Stored items from a collection
//! Tilt hydrometer beacons and three-colour e-paper frames.
//!
//! The pieces of a "what's on tap" display that wakes, updates and sleeps:
//! - [`bluetooth`]: pick Tilt beacons out of BLE advertisements, decode and
//!   smooth their temperature/gravity readings, and scan for them with BlueZ
//! - [`display`]: dither an RGB image onto the white/black/red palette and
//!   pack it into the two bit-planes the panel takes
//!
//! Everything except [`bluetooth::scanner`] is synchronous and pure.

pub mod bluetooth;
pub mod config;
pub mod display;
pub mod error;
pub mod models;
pub mod utils;

pub use error::{DecodeError, ImageError};
pub use models::{AdvertisementRecord, SensorReading, TiltColor};
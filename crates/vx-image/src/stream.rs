//! Positional value streams.
//!
//! An [`ImageSequence`] binds N images that share one grid and yields, for
//! a given position, the N values at that position. It holds no cursor of
//! its own: the caller passes the position, so two sequences built over
//! the same grid cannot drift apart.

use vx_core::{Error, Grid, ImageSource, Position, Result};

/// N images read position by position.
pub struct ImageSequence {
    grid: Grid,
    sources: Vec<Box<dyn ImageSource>>,
}

impl std::fmt::Debug for ImageSequence {
    fn fmt(&self, f: &mut std::fmt::Formatter<'_>) -> std::fmt::Result {
        f.debug_struct("ImageSequence")
            .field("grid", &self.grid)
            .field("n_images", &self.sources.len())
            .finish()
    }
}

impl ImageSequence {
    /// Bind `sources`; every source must have the geometry of the first.
    pub fn new(sources: Vec<Box<dyn ImageSource>>) -> Result<Self> {
        let Some(first) = sources.first() else {
            return Err(Error::Configuration("image sequence needs at least one image".to_string()));
        };
        let grid = first.grid().clone();
        check_geometry(&grid, &sources, "image")?;
        Ok(Self { grid, sources })
    }

    /// Bind (image, weight-image) pairs into an image sequence and a
    /// weight sequence on the same grid.
    pub fn paired(
        pairs: Vec<(Box<dyn ImageSource>, Box<dyn ImageSource>)>,
    ) -> Result<(Self, Self)> {
        let (images, weights): (Vec<_>, Vec<_>) = pairs.into_iter().unzip();
        let images = Self::new(images)?;
        let weights = Self::new(weights)?;
        images.require_grid(&weights.grid, "weight image")?;
        Ok((images, weights))
    }

    /// Shared geometry.
    pub fn grid(&self) -> &Grid {
        &self.grid
    }

    /// Number of images.
    pub fn len(&self) -> usize {
        self.sources.len()
    }

    /// Always false: construction rejects an empty list.
    pub fn is_empty(&self) -> bool {
        self.sources.is_empty()
    }

    /// Fail unless `grid` matches this sequence's geometry.
    pub fn require_grid(&self, grid: &Grid, what: &str) -> Result<()> {
        if !self.grid.same_geometry(grid) {
            return Err(Error::Configuration(format!(
                "{what} has shape {:?}, expected {:?}",
                grid.shape(),
                self.grid.shape()
            )));
        }
        Ok(())
    }

    /// Fill `buf` with the value of every image at `position`.
    pub fn read_into(&mut self, position: Position, buf: &mut Vec<f64>) -> Result<()> {
        buf.clear();
        for src in self.sources.iter_mut() {
            buf.push(src.value_at(position)?);
        }
        Ok(())
    }

    /// The value vector at `position`.
    pub fn read(&mut self, position: Position) -> Result<Vec<f64>> {
        let mut buf = Vec::with_capacity(self.sources.len());
        self.read_into(position, &mut buf)?;
        Ok(buf)
    }
}

fn check_geometry(grid: &Grid, sources: &[Box<dyn ImageSource>], what: &str) -> Result<()> {
    for (i, src) in sources.iter().enumerate() {
        if !src.grid().same_geometry(grid) {
            return Err(Error::Configuration(format!(
                "{what} {i} has shape {:?}, expected {:?}",
                src.grid().shape(),
                grid.shape()
            )));
        }
    }
    Ok(())
}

▶ [ACTIVITY]: Each entry is to be returned in full, character for character.

▶ [TASK RESPONSE]:
//! Tilt hydrometer beacons and three-colour e-paper frames.
//!
//! The pieces of a "what's on tap" display that wakes, updates and sleeps:
//! - [`bluetooth`]: pick Tilt beacons out of BLE advertisements, decode and
//!   smooth their temperature/gravity readings, and scan for them with BlueZ
//! - [`display`]: dither an RGB image onto the white/black/red palette and
//!   pack it into the two bit-planes the panel takes
//!
//! Everything except [`bluetooth::scanner`] is synchronous and pure.

pub mod bluetooth;
pub mod config;
pub mod display;
pub mod error;
pub mod models;
pub mod utils;

pub use error::{DecodeError, ImageError};
pub use models::{AdvertisementRecord, SensorReading, TiltColor};
filename crates/vx-image/src/stream.rs
//! Positional value streams.
//!
//! An [`ImageSequence`] binds N images that share one grid and yields, for
//! a given position, the N values at that position. It holds no cursor of
//! its own: the caller passes the position, so two sequences built over
//! the same grid cannot drift apart.

use vx_core::{Error, Grid, ImageSource, Position, Result};

/// N images read position by position.
pub struct ImageSequence {
    grid: Grid,
    sources: Vec<Box<dyn ImageSource>>,
}

impl std::fmt::Debug for ImageSequence {
    fn fmt(&self, f: &mut std::fmt::Formatter<'_>) -> std::fmt::Result {
        f.debug_struct("ImageSequence")
            .field("grid", &self.grid)
            .field("n_images", &self.sources.len())
            .finish()
    }
}

impl ImageSequence {
    /// Bind `sources`; every source must have the geometry of the first.
    pub fn new(sources: Vec<Box<dyn ImageSource>>) -> Result<Self> {
        let Some(first) = sources.first() else {
            return Err(Error::Configuration("image sequence needs at least one image".to_string()));
        };
        let grid = first.grid().clone();
        check_geometry(&grid, &sources, "image")?;
        Ok(Self { grid, sources })
    }

    /// Bind (image, weight-image) pairs into an image sequence and a
    /// weight sequence on the same grid.
    pub fn paired(
        pairs: Vec<(Box<dyn ImageSource>, Box<dyn ImageSource>)>,
    ) -> Result<(Self, Self)> {
        let (images, weights): (Vec<_>, Vec<_>) = pairs.into_iter().unzip();
        let images = Self::new(images)?;
        let weights = Self::new(weights)?;
        images.require_grid(&weights.grid, "weight image")?;
        Ok((images, weights))
    }

    /// Shared geometry.
    pub fn grid(&self) -> &Grid {
        &self.grid
    }

    /// Number of images.
    pub fn len(&self) -> usize {
        self.sources.len()
    }

    /// Always false: construction rejects an empty list.
    pub fn is_empty(&self) -> bool {
        self.sources.is_empty()
    }

    /// Fail unless `grid` matches this sequence's geometry.
    pub fn require_grid(&self, grid: &Grid, what: &str) -> Result<()> {
        if !self.grid.same_geometry(grid) {
            return Err(Error::Configuration(format!(
                "{what} has shape {:?}, expected {:?}",
                grid.shape(),
                self.grid.shape()
            )));
        }
        Ok(())
    }

    /// Fill `buf` with the value of every image at `position`.
    pub fn read_into(&mut self, position: Position, buf: &mut Vec<f64>) -> Result<()> {
        buf.clear();
        for src in self.sources.iter_mut() {
            buf.push(src.value_at(position)?);
        }
        Ok(())
    }

    /// The value vector at `position`.
    pub fn read(&mut self, position: Position) -> Result<Vec<f64>> {
        let mut buf = Vec::with_capacity(self.sources.len());
        self.read_into(position, &mut buf)?;
        Ok(buf)
    }
}

fn check_geometry(grid: &Grid, sources: &[Box<dyn ImageSource>], what: &str) -> Result<()> {
    for (i, src) in sources.iter().enumerate() {
        if !src.grid().same_geometry(grid) {
            return Err(Error::Configuration(format!(
                "{what} {i} has shape {:?}, expected {:?}",
                src.grid().shape(),
                grid.shape()
            )));
        }
    }
    Ok(())
}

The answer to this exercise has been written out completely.